ABOUT THIS EXERCISE :: Show every line of the data that contains the string "Debug".

DATASET RECORDS ::

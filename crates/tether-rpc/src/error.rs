use serde::{Deserialize, Serialize};
use serde_json::Value;
use strum_macros::{AsRefStr, Display, EnumIter};

use crate::codec::CodecError;
use crate::envelope::{ErrorShape, RequestId};

/// Framework error codes shared by procedures and the runtimes
#[derive(Serialize, Deserialize, Debug, Clone, Copy, PartialEq, Eq, Hash, Display, AsRefStr, EnumIter)]
#[serde(rename_all = "SCREAMING_SNAKE_CASE")]
#[strum(serialize_all = "SCREAMING_SNAKE_CASE")]
pub enum ErrorCode {
    ParseError,
    BadRequest,
    InternalServerError,
    NotFound,
    MethodNotSupported,
    Timeout,
    ClientClosedRequest,
}

impl ErrorCode {
    /// JSON-RPC 2.0 compatible numeric code
    pub fn json_rpc_code(self) -> i32 {
        match self {
            Self::ParseError => -32700,
            Self::BadRequest => -32600,
            Self::InternalServerError => -32603,
            Self::NotFound => -32004,
            Self::MethodNotSupported => -32005,
            Self::Timeout => -32008,
            Self::ClientClosedRequest => -32099,
        }
    }
}

/// Error raised by a procedure or by the server runtime itself.
///
/// Both are normalized into the same [`ErrorShape`] on the wire.
#[derive(Debug, Clone, PartialEq, thiserror::Error)]
#[error("{code}: {message}")]
pub struct RpcError {
    pub code: ErrorCode,
    pub message: String,
    pub cause: Option<String>,
}

impl RpcError {
    pub fn new(code: ErrorCode, message: impl Into<String>) -> Self {
        Self {
            code,
            message: message.into(),
            cause: None,
        }
    }

    pub fn with_cause(mut self, cause: impl std::fmt::Display) -> Self {
        self.cause = Some(cause.to_string());
        self
    }

    pub fn parse_error(message: impl Into<String>) -> Self {
        Self::new(ErrorCode::ParseError, message)
    }

    pub fn bad_request(message: impl Into<String>) -> Self {
        Self::new(ErrorCode::BadRequest, message)
    }

    pub fn internal(message: impl Into<String>) -> Self {
        Self::new(ErrorCode::InternalServerError, message)
    }

    pub fn not_found(message: impl Into<String>) -> Self {
        Self::new(ErrorCode::NotFound, message)
    }

    pub fn duplicate_id(id: &RequestId) -> Self {
        Self::bad_request(format!("Duplicate id {id}"))
    }

    /// Attach request diagnostics and produce the wire shape
    pub fn into_shape(self, path: Option<&str>, input: Option<&Value>) -> ErrorShape {
        ErrorShape {
            code: self.code,
            message: self.message,
            path: path.map(str::to_owned),
            input: input.cloned(),
            cause: self.cause,
        }
    }
}

impl From<anyhow::Error> for RpcError {
    fn from(err: anyhow::Error) -> Self {
        Self::internal(err.to_string()).with_cause(format!("{err:#}"))
    }
}

impl From<serde_json::Error> for RpcError {
    fn from(err: serde_json::Error) -> Self {
        Self::bad_request(format!("Invalid input: {err}"))
    }
}

/// Error types for transports
#[derive(Debug, Clone, thiserror::Error)]
pub enum TransportError {
    #[error("Transport is not connected")]
    Disconnected,

    #[error("Transport has been closed")]
    Closed,

    #[error("IO error: {0}")]
    Io(String),

    #[error("Codec error: {0}")]
    Codec(String),

    #[error("Transport does not support {0}")]
    Unsupported(&'static str),
}

impl From<std::io::Error> for TransportError {
    fn from(err: std::io::Error) -> Self {
        Self::Io(err.to_string())
    }
}

impl From<CodecError> for TransportError {
    fn from(err: CodecError) -> Self {
        Self::Codec(err.to_string())
    }
}

/// Errors surfaced to callers of the client runtime and links
#[derive(Debug, Clone, thiserror::Error)]
pub enum ClientError {
    /// The server answered with an error response
    #[error("{}: {}", .0.code, .0.message)]
    Remote(ErrorShape),

    /// A query or mutation was interrupted by the transport closing
    #[error("Transport closed: {0}")]
    TransportClosed(String),

    /// The client runtime was shut down
    #[error("Client is closed")]
    Closed,

    #[error("Request id {0} is already pending")]
    DuplicateId(RequestId),

    #[error("Unexpected response: {0}")]
    UnexpectedResponse(String),

    #[error(transparent)]
    Transport(#[from] TransportError),
}

impl ClientError {
    /// Error code of a remote failure
    pub fn code(&self) -> Option<ErrorCode> {
        match self {
            Self::Remote(shape) => Some(shape.code),
            _ => None,
        }
    }
}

EXERCISE OUTPUT ::
#[derive(Serialize, Deserialize, Debug, Clone, Copy, PartialEq, Eq, Hash, Display, AsRefStr, EnumIter)]
#[derive(Debug, Clone, PartialEq, thiserror::Error)]
#[derive(Debug, Clone, thiserror::Error)]
#[derive(Debug, Clone, thiserror::Error)]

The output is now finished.